**Task objective:** Reproduce every line in the listing that contains the word "FieldNotFound".
● ● ●
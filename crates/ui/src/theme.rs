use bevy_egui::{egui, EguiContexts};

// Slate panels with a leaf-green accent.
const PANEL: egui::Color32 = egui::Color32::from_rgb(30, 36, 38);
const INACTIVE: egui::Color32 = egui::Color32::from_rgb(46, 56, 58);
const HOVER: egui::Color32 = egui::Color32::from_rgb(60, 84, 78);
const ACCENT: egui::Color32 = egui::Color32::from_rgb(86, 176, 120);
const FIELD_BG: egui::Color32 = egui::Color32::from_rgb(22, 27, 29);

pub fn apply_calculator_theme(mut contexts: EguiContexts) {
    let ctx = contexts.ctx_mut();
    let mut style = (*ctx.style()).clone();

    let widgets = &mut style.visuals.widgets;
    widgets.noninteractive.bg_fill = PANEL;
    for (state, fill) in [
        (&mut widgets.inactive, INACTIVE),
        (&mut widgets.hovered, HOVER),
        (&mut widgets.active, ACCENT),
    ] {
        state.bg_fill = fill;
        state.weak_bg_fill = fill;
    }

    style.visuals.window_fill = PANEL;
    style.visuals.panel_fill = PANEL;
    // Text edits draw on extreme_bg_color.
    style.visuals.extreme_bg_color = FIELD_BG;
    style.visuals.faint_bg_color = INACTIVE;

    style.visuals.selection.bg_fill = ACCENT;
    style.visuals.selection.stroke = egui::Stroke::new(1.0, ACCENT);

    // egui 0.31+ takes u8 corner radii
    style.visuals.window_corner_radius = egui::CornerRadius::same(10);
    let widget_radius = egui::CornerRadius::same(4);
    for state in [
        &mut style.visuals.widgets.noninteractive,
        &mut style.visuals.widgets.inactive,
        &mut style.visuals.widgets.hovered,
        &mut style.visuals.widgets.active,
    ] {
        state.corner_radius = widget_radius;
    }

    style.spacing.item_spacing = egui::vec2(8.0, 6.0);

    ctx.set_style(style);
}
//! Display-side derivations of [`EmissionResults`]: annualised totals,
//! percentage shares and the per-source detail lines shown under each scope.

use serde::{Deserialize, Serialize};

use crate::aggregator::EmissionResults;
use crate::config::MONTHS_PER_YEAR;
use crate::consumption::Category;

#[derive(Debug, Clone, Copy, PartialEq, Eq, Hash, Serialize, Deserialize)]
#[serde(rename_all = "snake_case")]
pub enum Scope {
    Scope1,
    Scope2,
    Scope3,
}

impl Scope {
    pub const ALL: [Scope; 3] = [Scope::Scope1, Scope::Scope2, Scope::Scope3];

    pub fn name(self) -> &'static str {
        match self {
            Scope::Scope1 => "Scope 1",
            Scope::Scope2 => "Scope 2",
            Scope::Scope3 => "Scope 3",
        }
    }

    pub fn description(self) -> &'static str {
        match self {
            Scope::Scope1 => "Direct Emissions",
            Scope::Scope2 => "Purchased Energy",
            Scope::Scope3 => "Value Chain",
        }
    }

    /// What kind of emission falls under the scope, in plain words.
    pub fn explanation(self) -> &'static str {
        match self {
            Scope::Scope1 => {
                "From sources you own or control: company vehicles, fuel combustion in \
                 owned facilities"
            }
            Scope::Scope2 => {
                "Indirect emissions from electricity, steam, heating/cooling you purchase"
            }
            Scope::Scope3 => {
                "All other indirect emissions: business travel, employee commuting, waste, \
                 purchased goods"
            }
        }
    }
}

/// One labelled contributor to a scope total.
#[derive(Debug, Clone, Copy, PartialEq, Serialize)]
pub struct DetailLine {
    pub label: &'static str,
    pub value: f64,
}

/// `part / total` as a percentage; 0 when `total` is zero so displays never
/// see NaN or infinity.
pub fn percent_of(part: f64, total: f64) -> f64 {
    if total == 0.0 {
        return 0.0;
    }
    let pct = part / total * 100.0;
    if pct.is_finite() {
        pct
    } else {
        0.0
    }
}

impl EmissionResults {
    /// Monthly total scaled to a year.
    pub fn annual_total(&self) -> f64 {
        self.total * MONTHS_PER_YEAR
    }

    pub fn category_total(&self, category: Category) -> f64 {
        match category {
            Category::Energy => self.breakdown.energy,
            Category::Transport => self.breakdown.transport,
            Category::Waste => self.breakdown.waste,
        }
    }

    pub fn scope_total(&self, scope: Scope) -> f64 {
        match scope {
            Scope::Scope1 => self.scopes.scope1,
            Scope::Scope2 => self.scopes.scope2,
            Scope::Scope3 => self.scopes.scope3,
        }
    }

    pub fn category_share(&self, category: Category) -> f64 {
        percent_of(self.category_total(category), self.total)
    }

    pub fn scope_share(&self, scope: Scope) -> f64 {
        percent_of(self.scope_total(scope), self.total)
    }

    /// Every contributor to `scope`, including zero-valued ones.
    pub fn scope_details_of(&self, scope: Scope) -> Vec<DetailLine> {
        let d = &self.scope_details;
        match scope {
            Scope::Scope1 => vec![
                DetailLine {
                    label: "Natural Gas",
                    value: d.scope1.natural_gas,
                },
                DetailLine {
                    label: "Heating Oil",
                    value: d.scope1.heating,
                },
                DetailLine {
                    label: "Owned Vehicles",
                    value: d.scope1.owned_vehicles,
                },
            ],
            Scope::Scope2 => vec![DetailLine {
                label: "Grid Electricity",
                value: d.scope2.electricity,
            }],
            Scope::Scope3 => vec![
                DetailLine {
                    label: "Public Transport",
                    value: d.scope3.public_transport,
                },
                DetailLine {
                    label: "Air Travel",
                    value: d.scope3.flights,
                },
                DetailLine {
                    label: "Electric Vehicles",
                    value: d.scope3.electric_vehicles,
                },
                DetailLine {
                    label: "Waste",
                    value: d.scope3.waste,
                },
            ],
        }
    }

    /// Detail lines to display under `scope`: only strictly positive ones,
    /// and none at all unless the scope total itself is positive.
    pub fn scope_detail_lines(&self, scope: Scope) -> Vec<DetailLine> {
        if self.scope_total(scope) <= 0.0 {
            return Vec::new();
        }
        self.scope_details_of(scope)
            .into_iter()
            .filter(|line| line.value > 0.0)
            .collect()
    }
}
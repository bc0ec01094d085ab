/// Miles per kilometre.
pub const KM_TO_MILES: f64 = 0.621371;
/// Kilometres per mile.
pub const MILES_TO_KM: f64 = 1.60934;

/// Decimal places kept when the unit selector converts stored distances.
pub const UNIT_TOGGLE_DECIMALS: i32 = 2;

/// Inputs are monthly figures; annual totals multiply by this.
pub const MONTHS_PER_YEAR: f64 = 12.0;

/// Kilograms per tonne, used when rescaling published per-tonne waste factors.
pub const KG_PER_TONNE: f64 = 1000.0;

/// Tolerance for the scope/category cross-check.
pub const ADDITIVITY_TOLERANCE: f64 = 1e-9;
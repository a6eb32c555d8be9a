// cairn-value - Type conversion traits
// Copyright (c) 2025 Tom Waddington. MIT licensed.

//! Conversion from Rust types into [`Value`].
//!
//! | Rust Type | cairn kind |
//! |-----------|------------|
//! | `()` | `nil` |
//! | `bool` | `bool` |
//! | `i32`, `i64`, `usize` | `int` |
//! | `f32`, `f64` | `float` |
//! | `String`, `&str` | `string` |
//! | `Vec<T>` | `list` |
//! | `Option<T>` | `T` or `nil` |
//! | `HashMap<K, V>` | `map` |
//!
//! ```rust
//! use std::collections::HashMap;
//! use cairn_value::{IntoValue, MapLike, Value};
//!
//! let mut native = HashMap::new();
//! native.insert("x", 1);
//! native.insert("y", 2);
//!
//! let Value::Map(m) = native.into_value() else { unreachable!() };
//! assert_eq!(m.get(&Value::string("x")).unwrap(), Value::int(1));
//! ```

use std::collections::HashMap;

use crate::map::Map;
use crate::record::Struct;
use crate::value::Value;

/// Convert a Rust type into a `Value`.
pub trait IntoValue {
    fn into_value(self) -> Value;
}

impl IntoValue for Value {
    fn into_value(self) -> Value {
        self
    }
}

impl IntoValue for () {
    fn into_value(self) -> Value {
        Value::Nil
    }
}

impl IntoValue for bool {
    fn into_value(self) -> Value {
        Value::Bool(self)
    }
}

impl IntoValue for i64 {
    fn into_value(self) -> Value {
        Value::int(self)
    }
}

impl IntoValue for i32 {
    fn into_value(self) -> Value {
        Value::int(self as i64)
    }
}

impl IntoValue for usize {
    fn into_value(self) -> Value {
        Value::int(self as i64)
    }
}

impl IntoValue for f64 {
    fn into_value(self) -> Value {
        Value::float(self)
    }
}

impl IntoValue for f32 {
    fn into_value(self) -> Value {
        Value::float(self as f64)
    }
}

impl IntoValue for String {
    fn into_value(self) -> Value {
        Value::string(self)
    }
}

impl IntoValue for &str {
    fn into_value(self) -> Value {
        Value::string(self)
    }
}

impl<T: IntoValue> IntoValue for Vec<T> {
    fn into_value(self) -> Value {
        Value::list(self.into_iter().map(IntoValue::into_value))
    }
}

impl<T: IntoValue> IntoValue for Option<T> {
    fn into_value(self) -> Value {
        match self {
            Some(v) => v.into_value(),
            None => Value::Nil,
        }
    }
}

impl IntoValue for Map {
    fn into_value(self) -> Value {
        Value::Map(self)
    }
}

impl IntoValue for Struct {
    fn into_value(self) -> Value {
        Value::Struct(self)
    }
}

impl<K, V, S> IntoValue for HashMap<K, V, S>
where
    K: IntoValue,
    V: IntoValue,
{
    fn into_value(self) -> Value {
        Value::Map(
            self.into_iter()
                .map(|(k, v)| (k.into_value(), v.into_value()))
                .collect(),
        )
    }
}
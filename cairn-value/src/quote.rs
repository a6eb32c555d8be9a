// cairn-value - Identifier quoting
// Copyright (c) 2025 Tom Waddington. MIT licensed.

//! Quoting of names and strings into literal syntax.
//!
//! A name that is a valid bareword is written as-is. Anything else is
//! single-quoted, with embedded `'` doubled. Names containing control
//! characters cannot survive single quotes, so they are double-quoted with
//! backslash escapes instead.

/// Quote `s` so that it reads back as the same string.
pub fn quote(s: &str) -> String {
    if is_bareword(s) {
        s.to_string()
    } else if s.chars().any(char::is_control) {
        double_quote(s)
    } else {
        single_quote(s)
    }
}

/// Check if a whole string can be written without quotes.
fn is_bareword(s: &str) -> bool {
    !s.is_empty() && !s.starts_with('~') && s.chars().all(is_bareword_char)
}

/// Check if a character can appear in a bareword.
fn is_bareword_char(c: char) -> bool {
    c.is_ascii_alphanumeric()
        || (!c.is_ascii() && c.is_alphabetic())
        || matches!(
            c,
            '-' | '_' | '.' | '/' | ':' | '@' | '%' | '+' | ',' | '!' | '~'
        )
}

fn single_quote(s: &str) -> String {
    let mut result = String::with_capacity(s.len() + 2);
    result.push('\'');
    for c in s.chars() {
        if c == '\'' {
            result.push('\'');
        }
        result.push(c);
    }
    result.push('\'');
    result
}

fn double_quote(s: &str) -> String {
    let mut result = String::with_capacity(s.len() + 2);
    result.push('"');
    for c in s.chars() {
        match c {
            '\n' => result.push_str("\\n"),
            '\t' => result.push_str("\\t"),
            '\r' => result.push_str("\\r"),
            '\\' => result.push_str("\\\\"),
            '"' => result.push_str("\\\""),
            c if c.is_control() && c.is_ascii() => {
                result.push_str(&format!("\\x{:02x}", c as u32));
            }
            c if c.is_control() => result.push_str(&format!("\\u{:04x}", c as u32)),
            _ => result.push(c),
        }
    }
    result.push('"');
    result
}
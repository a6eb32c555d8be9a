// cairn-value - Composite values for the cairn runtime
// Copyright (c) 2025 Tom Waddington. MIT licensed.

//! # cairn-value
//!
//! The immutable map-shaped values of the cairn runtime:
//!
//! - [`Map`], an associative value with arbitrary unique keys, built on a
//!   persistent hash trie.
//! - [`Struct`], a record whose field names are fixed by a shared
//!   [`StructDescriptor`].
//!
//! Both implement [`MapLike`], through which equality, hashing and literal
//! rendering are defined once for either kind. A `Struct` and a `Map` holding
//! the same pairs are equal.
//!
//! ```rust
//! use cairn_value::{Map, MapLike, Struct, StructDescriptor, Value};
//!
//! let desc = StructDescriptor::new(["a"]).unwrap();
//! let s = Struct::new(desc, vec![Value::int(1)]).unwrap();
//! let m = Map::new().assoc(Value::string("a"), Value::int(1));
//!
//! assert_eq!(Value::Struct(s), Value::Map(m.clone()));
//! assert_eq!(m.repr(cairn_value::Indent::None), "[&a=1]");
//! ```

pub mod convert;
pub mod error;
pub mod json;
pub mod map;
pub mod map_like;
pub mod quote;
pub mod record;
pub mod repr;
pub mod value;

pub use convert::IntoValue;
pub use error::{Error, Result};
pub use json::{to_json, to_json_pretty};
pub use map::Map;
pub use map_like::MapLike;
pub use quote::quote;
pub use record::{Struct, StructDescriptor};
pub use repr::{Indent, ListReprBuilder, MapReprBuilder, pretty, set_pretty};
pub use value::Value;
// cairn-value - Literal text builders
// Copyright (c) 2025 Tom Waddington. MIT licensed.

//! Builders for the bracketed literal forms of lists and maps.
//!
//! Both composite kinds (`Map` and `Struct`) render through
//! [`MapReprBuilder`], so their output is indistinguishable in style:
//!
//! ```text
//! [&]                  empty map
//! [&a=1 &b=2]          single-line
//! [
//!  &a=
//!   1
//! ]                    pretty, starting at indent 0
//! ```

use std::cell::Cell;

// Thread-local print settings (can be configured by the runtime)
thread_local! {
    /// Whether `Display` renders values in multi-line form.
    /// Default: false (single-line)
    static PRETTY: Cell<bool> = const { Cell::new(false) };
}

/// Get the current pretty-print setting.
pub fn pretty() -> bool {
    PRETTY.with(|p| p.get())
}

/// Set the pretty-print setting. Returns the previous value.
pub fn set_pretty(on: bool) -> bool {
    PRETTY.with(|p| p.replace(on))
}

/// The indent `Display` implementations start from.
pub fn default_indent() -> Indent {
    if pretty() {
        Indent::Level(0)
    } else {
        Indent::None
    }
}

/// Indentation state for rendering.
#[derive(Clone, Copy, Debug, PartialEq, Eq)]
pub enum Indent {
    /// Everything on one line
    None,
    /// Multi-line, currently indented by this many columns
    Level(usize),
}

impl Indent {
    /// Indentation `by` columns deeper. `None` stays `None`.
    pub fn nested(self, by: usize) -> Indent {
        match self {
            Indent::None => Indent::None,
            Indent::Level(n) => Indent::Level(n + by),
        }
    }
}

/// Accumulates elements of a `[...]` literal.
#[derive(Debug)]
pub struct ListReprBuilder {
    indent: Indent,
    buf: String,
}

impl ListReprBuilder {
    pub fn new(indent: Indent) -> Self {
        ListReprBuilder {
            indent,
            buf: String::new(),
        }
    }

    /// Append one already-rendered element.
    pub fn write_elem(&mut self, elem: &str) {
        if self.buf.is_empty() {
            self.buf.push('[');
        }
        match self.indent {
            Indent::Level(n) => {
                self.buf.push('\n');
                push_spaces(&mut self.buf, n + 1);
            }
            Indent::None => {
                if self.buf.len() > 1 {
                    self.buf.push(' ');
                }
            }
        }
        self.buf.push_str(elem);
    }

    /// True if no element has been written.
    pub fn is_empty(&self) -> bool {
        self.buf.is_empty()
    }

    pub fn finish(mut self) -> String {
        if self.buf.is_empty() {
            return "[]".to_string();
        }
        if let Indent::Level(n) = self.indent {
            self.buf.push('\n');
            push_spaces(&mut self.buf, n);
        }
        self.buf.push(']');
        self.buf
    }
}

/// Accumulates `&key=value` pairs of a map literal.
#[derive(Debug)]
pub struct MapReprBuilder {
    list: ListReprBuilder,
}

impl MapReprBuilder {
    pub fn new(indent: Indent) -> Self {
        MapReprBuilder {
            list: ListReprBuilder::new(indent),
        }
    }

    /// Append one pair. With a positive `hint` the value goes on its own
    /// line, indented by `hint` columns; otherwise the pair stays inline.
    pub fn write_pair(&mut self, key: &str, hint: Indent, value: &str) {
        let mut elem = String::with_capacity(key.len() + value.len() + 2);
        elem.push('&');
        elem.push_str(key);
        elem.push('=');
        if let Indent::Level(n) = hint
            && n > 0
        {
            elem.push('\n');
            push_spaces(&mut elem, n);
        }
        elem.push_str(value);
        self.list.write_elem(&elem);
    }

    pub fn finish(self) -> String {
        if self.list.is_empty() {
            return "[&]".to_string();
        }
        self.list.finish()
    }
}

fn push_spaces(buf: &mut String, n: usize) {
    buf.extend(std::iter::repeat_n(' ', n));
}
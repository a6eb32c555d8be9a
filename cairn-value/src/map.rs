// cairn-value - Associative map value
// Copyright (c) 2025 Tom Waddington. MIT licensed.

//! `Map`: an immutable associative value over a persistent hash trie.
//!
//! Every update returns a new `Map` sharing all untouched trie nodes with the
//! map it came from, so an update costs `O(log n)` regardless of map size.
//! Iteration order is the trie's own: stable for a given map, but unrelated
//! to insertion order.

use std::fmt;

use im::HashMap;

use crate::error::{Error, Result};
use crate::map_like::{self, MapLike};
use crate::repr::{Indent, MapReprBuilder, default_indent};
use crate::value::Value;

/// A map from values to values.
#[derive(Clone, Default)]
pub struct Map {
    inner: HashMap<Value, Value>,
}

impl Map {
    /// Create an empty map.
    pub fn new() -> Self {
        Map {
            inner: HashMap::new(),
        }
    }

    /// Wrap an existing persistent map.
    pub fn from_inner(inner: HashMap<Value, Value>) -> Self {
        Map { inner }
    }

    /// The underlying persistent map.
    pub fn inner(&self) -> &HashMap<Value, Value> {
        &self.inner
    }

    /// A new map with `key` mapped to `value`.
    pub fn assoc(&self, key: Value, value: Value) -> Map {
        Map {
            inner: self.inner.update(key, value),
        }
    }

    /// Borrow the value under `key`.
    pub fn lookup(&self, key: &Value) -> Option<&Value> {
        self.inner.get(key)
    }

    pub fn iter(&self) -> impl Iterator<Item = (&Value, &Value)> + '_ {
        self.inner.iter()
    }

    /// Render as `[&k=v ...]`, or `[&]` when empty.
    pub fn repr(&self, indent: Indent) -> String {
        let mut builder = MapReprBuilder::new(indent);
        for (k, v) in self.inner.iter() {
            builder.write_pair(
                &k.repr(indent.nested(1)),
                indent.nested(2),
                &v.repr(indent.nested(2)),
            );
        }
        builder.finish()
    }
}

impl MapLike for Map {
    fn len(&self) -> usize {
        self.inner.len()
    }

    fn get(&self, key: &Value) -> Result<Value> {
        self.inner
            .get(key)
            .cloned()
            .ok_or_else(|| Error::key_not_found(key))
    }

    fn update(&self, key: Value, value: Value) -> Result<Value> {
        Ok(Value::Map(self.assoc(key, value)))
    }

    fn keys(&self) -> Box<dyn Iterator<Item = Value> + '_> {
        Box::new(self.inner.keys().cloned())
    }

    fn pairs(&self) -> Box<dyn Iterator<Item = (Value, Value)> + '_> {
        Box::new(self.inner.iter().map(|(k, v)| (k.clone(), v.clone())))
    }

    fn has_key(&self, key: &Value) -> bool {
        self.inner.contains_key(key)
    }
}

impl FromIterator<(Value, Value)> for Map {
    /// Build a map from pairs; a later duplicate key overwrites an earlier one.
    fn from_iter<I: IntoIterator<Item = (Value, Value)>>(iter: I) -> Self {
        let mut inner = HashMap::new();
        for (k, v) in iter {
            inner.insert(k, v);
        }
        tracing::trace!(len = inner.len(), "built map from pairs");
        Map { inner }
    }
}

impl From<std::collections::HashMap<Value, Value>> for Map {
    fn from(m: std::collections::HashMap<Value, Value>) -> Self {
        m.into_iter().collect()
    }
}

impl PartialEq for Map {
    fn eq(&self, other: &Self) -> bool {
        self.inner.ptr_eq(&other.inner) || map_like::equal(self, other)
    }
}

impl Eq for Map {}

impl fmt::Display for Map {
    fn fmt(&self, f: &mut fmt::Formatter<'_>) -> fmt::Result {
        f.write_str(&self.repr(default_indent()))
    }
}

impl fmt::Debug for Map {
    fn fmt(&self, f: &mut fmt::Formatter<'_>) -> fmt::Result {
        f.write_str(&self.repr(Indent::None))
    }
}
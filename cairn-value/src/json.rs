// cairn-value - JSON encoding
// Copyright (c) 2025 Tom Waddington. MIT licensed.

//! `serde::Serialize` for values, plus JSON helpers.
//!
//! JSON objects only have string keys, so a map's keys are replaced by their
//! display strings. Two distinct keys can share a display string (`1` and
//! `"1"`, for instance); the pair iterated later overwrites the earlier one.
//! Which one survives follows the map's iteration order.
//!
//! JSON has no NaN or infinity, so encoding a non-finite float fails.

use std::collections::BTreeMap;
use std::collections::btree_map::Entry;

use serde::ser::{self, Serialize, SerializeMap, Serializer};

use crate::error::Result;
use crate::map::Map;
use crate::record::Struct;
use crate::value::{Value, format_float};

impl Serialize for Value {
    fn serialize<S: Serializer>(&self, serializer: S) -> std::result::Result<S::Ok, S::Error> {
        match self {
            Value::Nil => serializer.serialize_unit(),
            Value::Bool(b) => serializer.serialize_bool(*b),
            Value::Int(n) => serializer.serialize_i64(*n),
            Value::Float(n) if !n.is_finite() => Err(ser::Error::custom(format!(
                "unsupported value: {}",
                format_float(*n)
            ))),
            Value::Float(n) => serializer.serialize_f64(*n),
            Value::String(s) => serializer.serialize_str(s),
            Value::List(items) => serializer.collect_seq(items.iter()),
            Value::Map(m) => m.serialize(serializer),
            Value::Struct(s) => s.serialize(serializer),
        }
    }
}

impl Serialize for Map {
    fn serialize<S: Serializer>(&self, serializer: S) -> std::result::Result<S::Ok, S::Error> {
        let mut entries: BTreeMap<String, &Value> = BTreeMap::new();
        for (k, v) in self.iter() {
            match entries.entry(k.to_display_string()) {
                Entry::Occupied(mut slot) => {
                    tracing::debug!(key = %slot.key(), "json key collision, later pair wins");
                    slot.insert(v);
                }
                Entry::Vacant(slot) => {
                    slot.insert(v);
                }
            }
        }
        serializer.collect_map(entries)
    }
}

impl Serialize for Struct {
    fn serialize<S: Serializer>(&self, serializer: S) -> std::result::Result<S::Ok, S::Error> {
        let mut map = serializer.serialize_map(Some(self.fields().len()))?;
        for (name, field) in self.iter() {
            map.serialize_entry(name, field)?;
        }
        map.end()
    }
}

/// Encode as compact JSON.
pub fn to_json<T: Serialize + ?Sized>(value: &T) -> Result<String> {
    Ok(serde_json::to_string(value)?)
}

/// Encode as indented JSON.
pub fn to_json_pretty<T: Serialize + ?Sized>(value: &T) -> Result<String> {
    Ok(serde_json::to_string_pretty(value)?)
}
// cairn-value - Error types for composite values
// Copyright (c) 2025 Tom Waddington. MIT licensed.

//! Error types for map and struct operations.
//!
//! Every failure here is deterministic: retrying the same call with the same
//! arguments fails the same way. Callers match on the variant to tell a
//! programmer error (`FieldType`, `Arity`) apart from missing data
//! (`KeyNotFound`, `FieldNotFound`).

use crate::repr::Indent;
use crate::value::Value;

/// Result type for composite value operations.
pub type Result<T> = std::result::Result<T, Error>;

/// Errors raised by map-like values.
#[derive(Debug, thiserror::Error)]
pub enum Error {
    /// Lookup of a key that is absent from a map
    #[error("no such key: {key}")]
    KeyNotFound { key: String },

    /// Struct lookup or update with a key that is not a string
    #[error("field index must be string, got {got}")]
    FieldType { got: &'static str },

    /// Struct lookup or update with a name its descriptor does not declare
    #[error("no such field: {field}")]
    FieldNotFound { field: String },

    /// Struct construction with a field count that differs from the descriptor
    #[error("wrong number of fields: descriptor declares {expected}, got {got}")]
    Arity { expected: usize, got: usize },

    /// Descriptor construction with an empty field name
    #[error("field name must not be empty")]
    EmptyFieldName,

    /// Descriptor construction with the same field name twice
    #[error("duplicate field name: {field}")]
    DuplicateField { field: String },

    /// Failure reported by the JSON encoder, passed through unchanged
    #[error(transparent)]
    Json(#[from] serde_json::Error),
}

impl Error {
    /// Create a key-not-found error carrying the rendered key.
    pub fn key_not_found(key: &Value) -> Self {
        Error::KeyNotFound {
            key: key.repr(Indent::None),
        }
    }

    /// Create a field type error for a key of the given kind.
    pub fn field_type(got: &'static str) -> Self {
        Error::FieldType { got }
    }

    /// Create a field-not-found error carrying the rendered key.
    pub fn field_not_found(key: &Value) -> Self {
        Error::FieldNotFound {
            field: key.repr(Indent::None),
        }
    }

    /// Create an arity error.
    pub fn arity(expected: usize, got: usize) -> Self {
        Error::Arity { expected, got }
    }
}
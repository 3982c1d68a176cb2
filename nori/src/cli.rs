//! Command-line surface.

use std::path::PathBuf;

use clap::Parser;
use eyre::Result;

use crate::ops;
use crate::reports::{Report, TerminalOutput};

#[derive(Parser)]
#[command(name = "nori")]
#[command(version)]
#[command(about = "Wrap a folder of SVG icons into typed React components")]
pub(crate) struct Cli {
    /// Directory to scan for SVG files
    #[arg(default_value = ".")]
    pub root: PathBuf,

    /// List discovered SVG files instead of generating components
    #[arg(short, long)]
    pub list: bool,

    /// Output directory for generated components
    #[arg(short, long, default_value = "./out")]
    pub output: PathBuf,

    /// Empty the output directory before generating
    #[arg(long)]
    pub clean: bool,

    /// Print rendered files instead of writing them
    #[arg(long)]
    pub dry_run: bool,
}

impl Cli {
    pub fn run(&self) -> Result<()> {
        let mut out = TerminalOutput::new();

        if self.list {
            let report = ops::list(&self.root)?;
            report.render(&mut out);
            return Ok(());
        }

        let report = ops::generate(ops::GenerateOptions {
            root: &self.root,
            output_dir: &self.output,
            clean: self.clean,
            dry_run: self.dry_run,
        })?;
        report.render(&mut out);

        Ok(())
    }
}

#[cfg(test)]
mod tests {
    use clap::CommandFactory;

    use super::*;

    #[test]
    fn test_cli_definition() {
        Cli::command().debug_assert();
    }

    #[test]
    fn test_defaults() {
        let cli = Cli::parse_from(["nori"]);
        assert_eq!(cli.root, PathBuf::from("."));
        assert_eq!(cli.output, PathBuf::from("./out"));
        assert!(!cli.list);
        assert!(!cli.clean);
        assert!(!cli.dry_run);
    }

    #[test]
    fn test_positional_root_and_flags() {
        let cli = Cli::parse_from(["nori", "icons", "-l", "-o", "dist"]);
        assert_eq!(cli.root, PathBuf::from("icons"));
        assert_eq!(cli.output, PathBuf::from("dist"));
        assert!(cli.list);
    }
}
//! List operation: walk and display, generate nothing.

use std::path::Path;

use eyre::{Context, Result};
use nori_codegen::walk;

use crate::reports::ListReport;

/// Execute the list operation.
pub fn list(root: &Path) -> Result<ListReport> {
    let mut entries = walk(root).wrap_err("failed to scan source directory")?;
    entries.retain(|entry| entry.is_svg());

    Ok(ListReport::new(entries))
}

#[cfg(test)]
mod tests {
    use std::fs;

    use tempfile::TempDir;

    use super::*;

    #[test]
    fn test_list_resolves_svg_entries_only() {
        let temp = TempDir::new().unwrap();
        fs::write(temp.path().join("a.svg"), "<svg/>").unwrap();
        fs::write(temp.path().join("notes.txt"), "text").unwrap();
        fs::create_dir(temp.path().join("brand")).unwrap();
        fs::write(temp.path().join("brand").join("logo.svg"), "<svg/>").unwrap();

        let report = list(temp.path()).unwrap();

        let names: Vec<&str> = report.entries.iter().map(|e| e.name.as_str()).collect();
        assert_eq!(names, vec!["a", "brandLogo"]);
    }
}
● ● ●
**Completed task:**
//! (`KeyNotFound`, `FieldNotFound`).
    FieldNotFound { field: String },
        Error::FieldNotFound {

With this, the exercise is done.